The lady looked put out, shoulders slumping a bit, mouth in a bit of a frown. Here I thought was the end of it, as my word was honest and firm. But that wouldn’t make for a good tale, now would it? Just as I turned to try and diminish the pile of candies obstructing the middle of the floor, the good woman lifts her head once more and utters the most irrelevant thing in this particular situation: “I work in [insert name of very important and obviously administrative building on campus].” I was a bit flabbergasted for a second but then told her no again, in the most PR way as I could manage, pointed her to the nearest ATM, and bid her good day. She left, not without grumbling about missing the film she most wanted to see and quite possibly angered by the very notion that a cheeky cashier had denied her the expediency someone of her “position” so clearly deserves.

Or not. See, there are stupid customers, who are more like jesters to the bored employee, relatively harmless in their stupidity, and then there are people like this lady, who I’m sure is a very upstanding citizen in nearly all respects but just so happens to be a bit full of herself. I spent a good bit of time turning that conversation over and over in my head; it’s something that I tend to do when I’m not thinking of much else. It’s a bit of a problem, actually, over-thinking, but I engage in it anyway because, really, what else am I supposed to do while I’m moving boxes to and fro? So I’m replaying the encounter again and again and I find what exactly bothers me: Why did she mention her position?
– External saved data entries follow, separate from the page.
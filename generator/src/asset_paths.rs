//! Asset-wrapper path discovery
//!
//! Finds every property path in an object type that ends at an `AssetWrapper`
//! slot. The generated builder embeds the result so the runtime knows where to
//! wrap nested assets:
//!
//! ```text
//! { header?: { left?: AssetWrapper; right?: AssetWrapper } }
//!     -> [["header", "left"], ["header", "right"]]
//! ```
//!
//! Arrays, unions and intersections are transparent. Named references are
//! expanded through the [`TypeRegistry`]; a type already being expanded on the
//! current branch is not expanded again, which is what makes cyclic registries
//! terminate.

use std::collections::HashSet;

use indexmap::IndexSet;
use player_xlr::constants::ASSET_WRAPPER;
use player_xlr::{NodeType, ObjectNode, extract_base_name};

use crate::registry::TypeRegistry;

/// Path of property names from the builder's root to a slot
pub type AssetWrapperPath = Vec<String>;

/// Walks object types looking for asset-wrapper slots
#[derive(Debug, Clone, Copy)]
pub struct AssetWrapperPathFinder<'a> {
    registry: &'a TypeRegistry,
}

/// Mutable state of one traversal
struct Walk {
    prefix:  Vec<String>,
    visited: HashSet<String>,
    paths:   IndexSet<AssetWrapperPath>,
}

impl<'a> AssetWrapperPathFinder<'a> {
    /// Finder resolving named references through `registry`
    pub const fn new(registry: &'a TypeRegistry) -> Self { Self { registry } }

    /// Every slot path in `object`, in property declaration order
    pub fn find_asset_wrapper_paths(&self, object: &ObjectNode) -> Vec<AssetWrapperPath> {
        self.find_paths(object.annotations.name.as_deref(), object)
    }

    /// Same as [`Self::find_asset_wrapper_paths`] for an object declared as `type_name`
    ///
    /// Top-level declarations carry their name outside the node, so the caller
    /// supplies it to keep self-references from being expanded.
    pub fn find_asset_wrapper_paths_for(
        &self,
        type_name: &str,
        object: &ObjectNode,
    ) -> Vec<AssetWrapperPath> {
        self.find_paths(Some(type_name), object)
    }

    fn find_paths(&self, root: Option<&str>, object: &ObjectNode) -> Vec<AssetWrapperPath> {
        let mut walk = Walk {
            prefix:  Vec::new(),
            visited: HashSet::new(),
            paths:   IndexSet::new(),
        };
        if let Some(name) = root {
            walk.visited.insert(name.to_string());
        }
        self.walk_object(object, &mut walk);
        walk.paths.into_iter().collect()
    }

    fn walk_object(&self, object: &ObjectNode, walk: &mut Walk) {
        if let Some(base) = &object.extends {
            self.walk_named(extract_base_name(&base.reference), walk);
        }
        for (name, property) in &object.properties {
            walk.prefix.push(name.clone());
            self.walk_node(&property.node, walk);
            walk.prefix.pop();
        }
    }

    fn walk_node(&self, node: &NodeType, walk: &mut Walk) {
        match node {
            NodeType::Ref(reference) => {
                let base = extract_base_name(&reference.reference);
                if base == ASSET_WRAPPER || self.registry.extends_asset_wrapper(base) {
                    walk.paths.insert(walk.prefix.clone());
                } else {
                    self.walk_named(base, walk);
                }
            },
            NodeType::Array(array) => self.walk_node(&array.element_type, walk),
            NodeType::Or(union) => {
                for member in &union.members {
                    self.walk_node(member, walk);
                }
            },
            NodeType::And(intersection) => {
                for member in &intersection.members {
                    self.walk_node(member, walk);
                }
            },
            NodeType::Object(object) => match &object.annotations.name {
                Some(name) if walk.visited.contains(name) => {},
                Some(name) => {
                    walk.visited.insert(name.clone());
                    self.walk_object(object, walk);
                    walk.visited.remove(name);
                },
                None => self.walk_object(object, walk),
            },
            _ => {},
        }
    }

    /// Expand a registered type unless it is already open on this branch
    fn walk_named(&self, name: &str, walk: &mut Walk) {
        let Some(target) = self.registry.get(name) else {
            return;
        };
        if !walk.visited.insert(name.to_string()) {
            return;
        }
        self.walk_object(target, walk);
        walk.visited.remove(name);
    }
}

#[cfg(test)]
#[allow(clippy::unwrap_used, reason = "tests fail loudly")]
mod tests {
    use serde_json::json;

    use super::*;

    fn object(value: serde_json::Value) -> ObjectNode {
        match NodeType::from_value(value).unwrap() {
            NodeType::Object(object) => object,
            _ => ObjectNode::default(),
        }
    }

    fn wrapper() -> serde_json::Value { json!({ "type": "ref", "ref": "AssetWrapper" }) }

    #[test]
    fn test_inline_nested_slots() {
        let registry = TypeRegistry::new();
        let target = object(json!({
            "type": "object",
            "properties": {
                "header": { "required": false, "node": {
                    "type": "object",
                    "properties": {
                        "left": { "required": false, "node": wrapper() },
                        "right": { "required": false, "node": wrapper() }
                    }
                } }
            }
        }));
        let paths = AssetWrapperPathFinder::new(&registry).find_asset_wrapper_paths(&target);
        assert_eq!(paths, [["header", "left"], ["header", "right"]]);
    }

    #[test]
    fn test_registry_expansion_survives_cycles() {
        let mut registry = TypeRegistry::new();
        registry.insert(
            "A",
            object(json!({
                "type": "object",
                "name": "A",
                "properties": {
                    "slot": { "required": true, "node": wrapper() },
                    "back": { "required": false, "node": { "type": "ref", "ref": "B" } }
                }
            })),
        );
        let b = object(json!({
            "type": "object",
            "name": "B",
            "properties": { "child": { "required": true, "node": { "type": "ref", "ref": "A" } } }
        }));
        registry.insert("B", b.clone());

        let paths = AssetWrapperPathFinder::new(&registry).find_asset_wrapper_paths(&b);
        assert_eq!(paths, [["child", "slot"]]);
    }

    #[test]
    fn test_arrays_unions_and_transitive_wrappers_are_transparent() {
        let mut registry = TypeRegistry::new();
        registry.insert(
            "Header",
            object(json!({ "type": "object", "extends": wrapper(), "properties": {} })),
        );
        registry.insert(
            "Item",
            object(json!({ "type": "object", "properties": { "label": { "required": true, "node": wrapper() } } })),
        );
        let target = object(json!({
            "type": "object",
            "properties": {
                "values": { "required": true, "node": { "type": "array", "elementType": { "type": "ref", "ref": "Item" } } },
                "title": { "required": false, "node": { "type": "or", "or": [{ "type": "string" }, { "type": "ref", "ref": "Header" }] } },
                "plain": { "required": false, "node": { "type": "string" } }
            }
        }));
        let paths = AssetWrapperPathFinder::new(&registry).find_asset_wrapper_paths(&target);
        assert_eq!(paths, [vec!["values", "label"], vec!["title"]]);
    }

    #[test]
    fn test_sibling_branches_each_expand_shared_type() {
        let mut registry = TypeRegistry::new();
        registry.insert(
            "Slot",
            object(json!({ "type": "object", "properties": { "asset": { "required": true, "node": wrapper() } } })),
        );
        let target = object(json!({
            "type": "object",
            "properties": {
                "first": { "required": true, "node": { "type": "ref", "ref": "Slot" } },
                "second": { "required": true, "node": { "type": "ref", "ref": "Slot" } }
            }
        }));
        let paths = AssetWrapperPathFinder::new(&registry).find_asset_wrapper_paths_for("Target", &target);
        assert_eq!(paths, [["first", "asset"], ["second", "asset"]]);
    }
}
More to the point, why did she mention her management of the univeristy and then expect me, as a student of said managed university, to magically submit to her command despite the fact that I had denied her previously? Because, if anything, one “no” should’ve been enough. More than enough; I know more about the capabilities of my position, the things that I’m allowed and not allowed to do at the till, than she does. Why? Because it’s my job and I’m a good employee. It was then that two words popped into my head: “power play”.

There is little that irritates me more than when someone uses their relatively higher position to get something that they want, everything else be damned. Truth be told, I would have been more amenable to finding out what the protocol for such a situation actually was had this fine madam wielded her title more like a rapier and less like a hammer. What can I say? I admire finesse and am disgusted by crude and tactless plays in turn, however “efficient” they may be. Again, this lady might as well have been swinging a hammer upside my head, not that it did her much good, but to what purpose, madam? Don’t people who know they’re going to a film festival carry cash with them, or are the so-called elite who actually have time to kill on a Saturday just beyond paper money? I have no sympathy for the unprepared.

Let me just make this abundantly clear: I don’t care who you are or what you do in life, I’m pretty damn aware that I’m like a cockroach compared to you in terms of current occupation because I work a minimum wage job while you have an office and a salary as well as everything else that comes with that. You can use that all you want and try to prod me into falling in line and doing what you say. Go for it, make me fetch stuff from the back, look for something I already know we don’t have, even double-bag your one item just because it comes in a glass container. But if I say we don’t cash checks, we don’t cash fucking checks. Have a nice day.